FBI Director J. Edgar Hoover was insistent the public believe Lee Harvey Oswald acted alone in the assassination of President John F. Kennedy.
That's one of the revelations found in the release of 2,800-pages of government documents relating to Kennedy's murder on Nov. 22, 1963. NBC News was the first to report the story.
Hoover, in a Nov. 24, 1963 dictated memo, appeared concerned the public would have to be convinced Oswald acted alone and not as part of a conspiracy, according to the network news.
Referring to then-Deputy Attorney General Nicholas Katzenbach, Hoover said in the memo: "The think I am concerned about, and so is Mr. Katzenbach, is having something issued so we can convince the public that Oswald is the real assassin."

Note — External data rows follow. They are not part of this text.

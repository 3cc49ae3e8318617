use once_cell::sync::Lazy;
use regex::Regex;
use serde::de::DeserializeOwned;

use super::types::Validate;
use super::ResponseError;

// ```json ... ``` or ``` ... ```, first block wins
static FENCED_BLOCK: Lazy<Regex> =
    Lazy::new(|| Regex::new(r"(?s)```[\w-]*[ \t]*\r?\n?(.*?)```").expect("valid fence regex"));

/// Content of the first fenced block, or the whole text when there is none.
pub fn extract_json(text: &str) -> &str {
    FENCED_BLOCK
        .captures(text)
        .and_then(|c| c.get(1))
        .map(|m| m.as_str())
        .unwrap_or(text)
        .trim()
}

/// How strictly a response body is treated.
#[derive(Debug, Clone, Copy)]
pub struct ParseOptions {
    /// Strip a fenced block before parsing.
    pub allow_fence: bool,
    /// Attach the raw response to parse and schema failures.
    pub include_raw: bool,
}

/// Parse and validate a model reply into `T`. Never returns a partial value.
pub fn parse_response<T>(text: &str, options: ParseOptions) -> Result<T, ResponseError>
where
    T: DeserializeOwned + Validate,
{
    let raw = || options.include_raw.then(|| text.to_string());
    let body = if options.allow_fence {
        extract_json(text)
    } else {
        text
    };

    let value: serde_json::Value = serde_json::from_str(body).map_err(|e| {
        log::warn!("Model reply is not valid JSON: {}", e);
        ResponseError::MalformedJson { raw: raw() }
    })?;

    let parsed: T = serde_json::from_value(value).map_err(|e| {
        log::warn!("Model reply has the wrong shape: {}", e);
        ResponseError::InvalidStructure {
            detail: e.to_string(),
            raw: raw(),
        }
    })?;

    parsed
        .validate()
        .map_err(|detail| ResponseError::InvalidStructure { detail, raw: raw() })?;

    Ok(parsed)
}
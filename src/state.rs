use crate::config::{Backend, Config};
use crate::firebase::{FirebaseAuth, FirebaseMessaging, Firestore, GoogleCredentials, ServiceAccount};
use crate::models::USERS_COLLECTION;
use crate::services::{DocumentStore, IdentityService, MemoryIdentity, MemoryPush, MemoryStore, PushDispatch};
use crate::utils::AppError;
use std::sync::Arc;

/// External collaborators shared by every request handler.
#[derive(Clone)]
pub struct AppState {
    pub identity: Arc<dyn IdentityService>,
    pub store: Arc<dyn DocumentStore>,
    pub push: Arc<dyn PushDispatch>,
    /// bcrypt cost used when hashing the local password copy
    pub password_cost: u32,
}

impl AppState {
    pub fn new(
        identity: Arc<dyn IdentityService>,
        store: Arc<dyn DocumentStore>,
        push: Arc<dyn PushDispatch>,
        password_cost: u32,
    ) -> Self {
        Self { identity, store, push, password_cost }
    }

    pub fn in_memory(token_secret: &str, password_cost: u32) -> Self {
        Self::new(
            Arc::new(MemoryIdentity::new(token_secret)),
            Arc::new(MemoryStore::new()),
            Arc::new(MemoryPush::new()),
            password_cost,
        )
    }
}

impl AppState {
    /// Wires the collaborators selected by `config.backend`.
    pub fn from_config(config: &Config) -> Result<Self, AppError> {
        match config.backend {
            Backend::Memory => {
                log::warn!("⚠️  Using in-memory backends; data is lost on restart");
                Ok(Self::in_memory(&config.dev_token_secret, config.password_cost))
            }
            Backend::Firebase => {
                let account = ServiceAccount::from_file(&config.credentials_path)?;
                log::info!("🔥 Firebase project: {}", account.project_id);

                let http = reqwest::Client::builder().build()?;
                let credentials = Arc::new(GoogleCredentials::new(account, http));

                Ok(Self::new(
                    Arc::new(FirebaseAuth::new(credentials.clone())),
                    Arc::new(Firestore::new(credentials.clone())),
                    Arc::new(FirebaseMessaging::new(credentials)),
                    config.password_cost,
                ))
            }
        }
    }

    /// Reads a probe document; only reachability matters, not whether it exists.
    pub async fn probe_store(&self) -> Result<(), AppError> {
        self.store.get(USERS_COLLECTION, "connection_check").await.map(|_| ())
    }

    pub async fn check_store_connection(&self) {
        match self.probe_store().await {
            Ok(()) => log::info!("✅ Document store is connected"),
            Err(e) => log::error!("❌ Error connecting to document store: {}", e),
        }
    }
}

#[cfg(test)]
mod tests {
    use super::*;

    #[tokio::test]
    async fn test_memory_backend_from_config() {
        let config = Config::from_lookup(|key| match key {
            "CHAT_BACKEND" => Some("memory".to_string()),
            "PASSWORD_HASH_COST" => Some("4".to_string()),
            _ => None,
        })
        .unwrap();

        let state = AppState::from_config(&config).unwrap();
        assert_eq!(state.password_cost, 4);
        state.check_store_connection().await;
    }

    #[test]
    fn test_firebase_backend_requires_credentials() {
        let config = Config::from_lookup(|key| match key {
            "GOOGLE_APPLICATION_CREDENTIALS" => Some("/nonexistent/key.json".to_string()),
            _ => None,
        })
        .unwrap();

        assert!(AppState::from_config(&config).is_err());
    }
}
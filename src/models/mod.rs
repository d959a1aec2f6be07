pub mod message;
pub mod user;

pub use message::*;
pub use user::*;

pub const USERS_COLLECTION: &str = "users";
pub const MESSAGES_COLLECTION: &str = "messages";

It is unclear whether Hoover had any evidence to the contrary, NBC News said.
In the memo, which came just hours after Jack Ruby murdered Oswald, Hoover said: "There is nothing further on the Oswald case except that he is dead."
And he blasted the Dallas Police Department for not protecting Oswald.
"Oswald having been killed today after our warnings to the Dallas Police Department was inexcusable," Hoover said. "It will allow, I am afraid, a lot of civil rights people to raise a lot of hell because he was handcuffed and had no weapon. There are bound to be some elements of our society who will holler their heads off that his civil rights were violated — which they were."
And ABC News reported the FBI had sent an agent to the hospital in an unsuccessful attempt at obtaining a confession from Oswald before he died.